What is the web anymore?
There was a time when the Web was about setting up a way of sharing content, via hyperlinked documents, that could be rendered somewhat consistently on any platform.
It almost seems like the proliferation of webservices and increasing levels of functionality (complexity) being wedged into the browser are as much of a ploy to get around the network firewall security nazis as it is to usurp OS's and application platforms. In the old days, if I wanted a client server app to pass data over the Internet, I would establish a protocol, secure it with some sort of encryption, reserve a port and let my networking guys know that the port needed to be mapped to a server.
Today, a request to open a new port is likely to be met by the security guys with more resistance than permission to have a night out with their women. But now, as long as I can figure out a way to render a half-usable UI using Javascript and DOM, I can move about all the data I want using XML or JSON, and it is met with far less scrutiny by the security folks. I'm not convinced that this is a good thing for data, security, or the efficiency of Internet. It would make no sense to implement things like SFTP or Usenet as webservices, but that's about what we are doing with almost all Internet applications these days.
Getting back on point - if Google wants to make an application platform, they should start from a clean slate and quit encumbering the web. HTML5 has some elements of this (sockets, media rendering) but it's not enough, it's creaky, inelegant and has a lot of the traits of something that has been kludged by committee over time.
Developers need a real, distributed application platform. Stateful connections (without cookie lameness), straightforward persistence, consistent and known media formats, data interchange without having to muck about using XML or JSON, scalable vector graphics, a consistent UI toolkit. All this sort of sounds like what Java could have been, but the execution was a failure. Google can make this happen. They can build runtimes for Windows, Mac and Linux. Better yet, Google could create its own OS to optimize the implementation (but it should be more than Chrome running as a shell on top of Linux). This could finally be the thin-client solution shops have been promised for time-immemorial.

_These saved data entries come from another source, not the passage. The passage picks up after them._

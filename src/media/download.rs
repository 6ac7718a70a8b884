//! Download sinks
//!
//! A download hands an object URL and a file name to the sink. The caller
//! revokes the URL shortly afterwards, so the sink must read the blob during
//! `save`.

use super::blob::{ObjectUrl, ObjectUrlRegistry};
use crate::utils::error::{AppError, AppResult};
use async_trait::async_trait;
use chrono::{DateTime, Utc};
use serde::{Deserialize, Serialize};
use std::fs;
use std::path::{Path, PathBuf};

/// Result of a triggered download
#[derive(Debug, Clone, PartialEq, Eq, Serialize, Deserialize)]
#[serde(rename_all = "camelCase")]
pub struct DownloadReceipt {
    pub filename: String,
    pub size: usize,
    pub mime_type: String,
}

/// Triggers the save of an object URL under a file name
#[async_trait]
pub trait DownloadSink: Send + Sync {
    async fn save(&self, url: &ObjectUrl, filename: &str) -> AppResult<()>;
}

/// File extension for a recording MIME type
pub fn extension_for(mime_type: &str) -> &'static str {
    let container = mime_type.split(';').next().unwrap_or_default().trim();
    match container {
        "video/mp4" | "audio/mp4" => "mp4",
        "video/x-matroska" => "mkv",
        "audio/ogg" | "video/ogg" => "ogg",
        _ => "webm",
    }
}

/// Timestamp-derived download name, e.g. `1700000000000.webm`
pub fn download_filename(now: DateTime<Utc>, mime_type: &str) -> String {
    format!("{}.{}", now.timestamp_millis(), extension_for(mime_type))
}

/// Writes downloads into a directory
#[derive(Debug, Clone)]
pub struct DirectoryDownloads {
    dir: PathBuf,
    registry: ObjectUrlRegistry,
}

impl DirectoryDownloads {
    pub fn new(dir: impl Into<PathBuf>, registry: ObjectUrlRegistry) -> Self {
        Self {
            dir: dir.into(),
            registry,
        }
    }
}

#[async_trait]
impl DownloadSink for DirectoryDownloads {
    async fn save(&self, url: &ObjectUrl, filename: &str) -> AppResult<()> {
        let blob = self
            .registry
            .resolve(url)
            .ok_or_else(|| AppError::Download(format!("{} is not a live object URL", url)))?;

        if Path::new(filename).components().count() != 1 {
            return Err(AppError::Download(format!("Invalid file name: {}", filename)));
        }

        fs::create_dir_all(&self.dir)?;
        let path = self.dir.join(filename);
        fs::write(&path, blob.bytes())?;

        tracing::info!("Saved {} bytes to {:?}", blob.size(), path);
        Ok(())
    }
}
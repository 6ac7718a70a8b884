/// Messages from the page to the controller
#[derive(Debug, Clone, PartialEq, Eq)]
pub enum UiEvent {
    /// Start or stop the camera
    ToggleCamera,
    /// Start or stop recording
    ToggleRecording,
    /// Play or stop the recording
    TogglePlayback,
    Download,
    RefreshDevices,
    SelectAudioDevice(String),
    SelectVideoDevice(String),
    SetWidth(Option<u32>),
    SetHeight(Option<u32>),
    SetEchoCancellation(bool),
    Quit,
}
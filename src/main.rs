//! Scripted demo session against the simulated platform
//!
//! Starts the camera, records a few seconds, plays the recording back and
//! downloads it into the configured directory.

use anyhow::Context;
use std::sync::Arc;
use std::time::Duration;
use webcam_recorder::media::DirectoryDownloads;
use webcam_recorder::platform::SimulatedPlatform;
use webcam_recorder::recorder::SessionEvent;
use webcam_recorder::ui::UiEvent;
use webcam_recorder::{App, RecorderConfig, SessionController};

#[tokio::main]
async fn main() -> anyhow::Result<()> {
    webcam_recorder::init_tracing();
    tracing::info!("Starting webcam-recorder v{}", env!("CARGO_PKG_VERSION"));

    let config = RecorderConfig::from_env().context("Failed to load configuration")?;

    #[cfg(feature = "native-devices")]
    {
        use webcam_recorder::capture::{DeviceCatalog, NativeDeviceCatalog};
        match NativeDeviceCatalog.enumerate_devices().await {
            Ok(devices) => {
                for device in devices {
                    tracing::info!("Found {:?} '{}' ({})", device.kind, device.label, device.id);
                }
            }
            Err(e) => tracing::warn!("Native device enumeration failed: {}", e),
        }
    }

    let platform = SimulatedPlatform::default();
    let mut collaborators = platform.collaborators();
    collaborators.downloads = Arc::new(DirectoryDownloads::new(
        config.download_dir.clone(),
        platform.urls.clone(),
    ));

    let interval = config.chunk_interval();
    let controller = SessionController::new(config, collaborators);
    let mut events = controller.subscribe();
    tokio::spawn(async move {
        while let Ok(event) = events.recv().await {
            match event {
                SessionEvent::Error(message) => tracing::error!("{}", message),
                other => tracing::info!("{:?}", other),
            }
        }
    });

    let (app, ui) = App::new(controller);
    let script = tokio::spawn(async move {
        let steps = [
            (UiEvent::SetWidth(Some(640)), Duration::ZERO),
            (UiEvent::SetHeight(Some(480)), Duration::ZERO),
            (UiEvent::ToggleCamera, Duration::ZERO),
            (UiEvent::ToggleRecording, interval * 3),
            (UiEvent::ToggleRecording, Duration::ZERO),
            (UiEvent::TogglePlayback, interval),
            (UiEvent::TogglePlayback, Duration::ZERO),
            (UiEvent::Download, Duration::from_millis(200)),
            (UiEvent::ToggleCamera, Duration::ZERO),
            (UiEvent::Quit, Duration::ZERO),
        ];
        for (event, wait) in steps {
            if ui.send(event).await.is_err() {
                break;
            }
            tokio::time::sleep(wait).await;
        }
    });

    let controller = app.run().await;
    script.await.context("Demo script panicked")?;

    let snapshot = serde_json::to_string_pretty(&controller.snapshot())?;
    tracing::info!("Final state:\n{}", snapshot);
    Ok(())
}
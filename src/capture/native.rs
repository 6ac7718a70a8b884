//! Native device enumeration
//!
//! Microphones come from cpal, cameras from nokhwa. Both calls block, so they
//! run on the blocking pool.

use super::traits::{Device, DeviceCatalog, DeviceKind};
use crate::utils::error::{AppError, AppResult};
use async_trait::async_trait;
use cpal::traits::{DeviceTrait, HostTrait};
use nokhwa::utils::{ApiBackend, CameraIndex};

/// Device catalog backed by the host audio and camera APIs
#[derive(Debug, Default, Clone, Copy)]
pub struct NativeDeviceCatalog;

fn microphones() -> AppResult<Vec<Device>> {
    let host = cpal::default_host();
    let devices = host
        .input_devices()
        .map_err(|e| AppError::DeviceEnumeration(e.to_string()))?;

    Ok(devices
        .filter_map(|device| device.name().ok())
        .map(|name| Device::new(name.clone(), DeviceKind::AudioInput, name))
        .collect())
}

fn cameras() -> AppResult<Vec<Device>> {
    let cameras = nokhwa::query(ApiBackend::Auto)
        .map_err(|e| AppError::DeviceEnumeration(e.to_string()))?;

    Ok(cameras
        .into_iter()
        .map(|info| {
            let id = match info.index() {
                CameraIndex::Index(i) => i.to_string(),
                CameraIndex::String(s) => s.to_string(),
            };
            Device::new(id, DeviceKind::VideoInput, info.human_name())
        })
        .collect())
}

#[async_trait]
impl DeviceCatalog for NativeDeviceCatalog {
    async fn enumerate_devices(&self) -> AppResult<Vec<Device>> {
        tokio::task::spawn_blocking(|| {
            let mut devices = microphones()?;
            match cameras() {
                Ok(found) => devices.extend(found),
                Err(e) => tracing::warn!("Failed to enumerate cameras: {}", e),
            }
            Ok(devices)
        })
        .await
        .map_err(|e| AppError::DeviceEnumeration(e.to_string()))?
    }
}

Going forward, keep the new releases well-versioned. Major new functionality (touch support, speech recognition, 3D, new media formats) should be major releases; minor functionality and bug fixes should be minor.
The native code browser add-in approach described seems like the same bad idea of making a browser and the web do things they were not designed to do, with the historical precedence of Netscape plug-in's, ActiveX and Flash. Start over.